**Task details:** Quote, without any change, the line that contains "23:59:59 (RFC3339 with offset)" and all lines that follow it to the end of the data below.

Available data Start Marker

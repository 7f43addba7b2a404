// SPDX-License-Identifier: MIT
// Copyright 2026 Roland Dreier <roland@rolandd.dev>

//! Report aggregates and the reporting window.

use chrono::NaiveDate;

/// Totals over a set of orders. Recomputed on every run.
#[derive(Debug, Clone, Copy, PartialEq)]
pub struct ReportSummary {
    pub order_count: usize,
    /// Sum of order totals in major units
    pub total_revenue: f64,
}

/// The local calendar day a report covers.
#[derive(Debug, Clone, PartialEq, Eq)]
pub struct ReportWindow {
    pub date: NaiveDate,
    /// Local midnight (RFC3339 with offset)
    pub start: String,
    /// Local 23:59:59 (RFC3339 with offset)
    pub end: String,
}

Available data End Marker

**Problem solution:**
    /// Local 23:59:59 (RFC3339 with offset)
    pub end: String,
}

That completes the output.